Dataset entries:
//! `xmlconf export`: dump the configuration tree as JSON, YAML or TOML.
//!
//! The tree goes through [`XmlConfig::to_json`](crate::XmlConfig::to_json)
//! first, so every format shares the same shape: attributes as `@name`
//! keys, mixed text as `#text`, repeated children as arrays.

use std::io::Write;

use serde_json::Value;

use crate::cli::{ExportArgs, ExportFormat};
use crate::error::XmlConfError;

/// Serialize an exported tree to a formatted string in the given format.
pub fn serialize_tree(tree: &Value, format: &ExportFormat) -> Result<String, XmlConfError> {
    match format {
        #[cfg(feature = "yaml")]
        ExportFormat::Yaml => serde_yml::to_string(tree)
            .map_err(|e| XmlConfError::Io(std::io::Error::other(e.to_string()))),

        #[cfg(not(feature = "yaml"))]
        ExportFormat::Yaml => Err(XmlConfError::UnsupportedFormat("yaml".into())),

        ExportFormat::Json => serde_json::to_string_pretty(tree)
            .map_err(|e| XmlConfError::Io(std::io::Error::other(e.to_string()))),

        #[cfg(feature = "toml")]
        ExportFormat::Toml => toml::to_string_pretty(tree)
            .map_err(|e| XmlConfError::Io(std::io::Error::other(e.to_string()))),

        #[cfg(not(feature = "toml"))]
        ExportFormat::Toml => Err(XmlConfError::UnsupportedFormat("toml".into())),
    }
}

pub fn execute(args: &ExportArgs) -> Result<(), XmlConfError> {
    let config = super::open(&args.target)?;
    let content = serialize_tree(&config.to_json(), &args.format)?;

    match &args.output {
        Some(path) => {
            std::fs::write(path, &content)?;
            tracing::info!(output = %path.display(), "configuration exported");
        }
        None => {
            let mut stdout = std::io::stdout().lock();
            stdout.write_all(content.as_bytes())?;
            if !content.ends_with('\n') {
                stdout.write_all(b"\n")?;
            }
        }
    }
    Ok(())
}

#[cfg(test)]
mod tests {
    use super::*;

    fn tree() -> Value {
        serde_json::json!({
            "configuration": {
                "@component": "gw",
                "global": { "delay": "250" }
            }
        })
    }

    #[test]
    fn json_is_pretty_printed() {
        let out = serialize_tree(&tree(), &ExportFormat::Json).unwrap();
        assert!(out.contains("\n  \"configuration\""));
        assert!(out.contains("\"@component\": \"gw\""));
    }

    #[cfg(feature = "yaml")]
    #[test]
    fn yaml_export() {
        let out = serialize_tree(&tree(), &ExportFormat::Yaml).unwrap();
        assert!(out.contains("delay:"));
        assert!(out.contains("@component"));
    }

    #[cfg(not(feature = "toml"))]
    #[test]
    fn toml_without_feature_is_unsupported() {
        let err = serialize_tree(&tree(), &ExportFormat::Toml).unwrap_err();
        assert!(matches!(err, XmlConfError::UnsupportedFormat(ref f) if f == "toml"));
    }
}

[WHAT TO DO]
Return every record above exactly, line by line.

[WORKED SOLUTION]
//! `xmlconf export`: dump the configuration tree as JSON, YAML or TOML.
//!
//! The tree goes through [`XmlConfig::to_json`](crate::XmlConfig::to_json)
//! first, so every format shares the same shape: attributes as `@name`
//! keys, mixed text as `#text`, repeated children as arrays.

use std::io::Write;

use serde_json::Value;

use crate::cli::{ExportArgs, ExportFormat};
use crate::error::XmlConfError;

/// Serialize an exported tree to a formatted string in the given format.
pub fn serialize_tree(tree: &Value, format: &ExportFormat) -> Result<String, XmlConfError> {
    match format {
        #[cfg(feature = "yaml")]
        ExportFormat::Yaml => serde_yml::to_string(tree)
            .map_err(|e| XmlConfError::Io(std::io::Error::other(e.to_string()))),

        #[cfg(not(feature = "yaml"))]
        ExportFormat::Yaml => Err(XmlConfError::UnsupportedFormat("yaml".into())),

        ExportFormat::Json => serde_json::to_string_pretty(tree)
            .map_err(|e| XmlConfError::Io(std::io::Error::other(e.to_string()))),

        #[cfg(feature = "toml")]
        ExportFormat::Toml => toml::to_string_pretty(tree)
            .map_err(|e| XmlConfError::Io(std::io::Error::other(e.to_string()))),

        #[cfg(not(feature = "toml"))]
        ExportFormat::Toml => Err(XmlConfError::UnsupportedFormat("toml".into())),
    }
}

pub fn execute(args: &ExportArgs) -> Result<(), XmlConfError> {
    let config = super::open(&args.target)?;
    let content = serialize_tree(&config.to_json(), &args.format)?;

    match &args.output {
        Some(path) => {
            std::fs::write(path, &content)?;
            tracing::info!(output = %path.display(), "configuration exported");
        }
        None => {
            let mut stdout = std::io::stdout().lock();
            stdout.write_all(content.as_bytes())?;
            if !content.ends_with('\n') {
                stdout.write_all(b"\n")?;
            }
        }
    }
    Ok(())
}

#[cfg(test)]
mod tests {
    use super::*;

    fn tree() -> Value {
        serde_json::json!({
            "configuration": {
                "@component": "gw",
                "global": { "delay": "250" }
            }
        })
    }

    #[test]
    fn json_is_pretty_printed() {
        let out = serialize_tree(&tree(), &ExportFormat::Json).unwrap();
        assert!(out.contains("\n  \"configuration\""));
        assert!(out.contains("\"@component\": \"gw\""));
    }

    #[cfg(feature = "yaml")]
    #[test]
    fn yaml_export() {
        let out = serialize_tree(&tree(), &ExportFormat::Yaml).unwrap();
        assert!(out.contains("delay:"));
        assert!(out.contains("@component"));
    }

    #[cfg(not(feature = "toml"))]
    #[test]
    fn toml_without_feature_is_unsupported() {
        let err = serialize_tree(&tree(), &ExportFormat::Toml).unwrap_err();
        assert!(matches!(err, XmlConfError::UnsupportedFormat(ref f) if f == "toml"));
    }
}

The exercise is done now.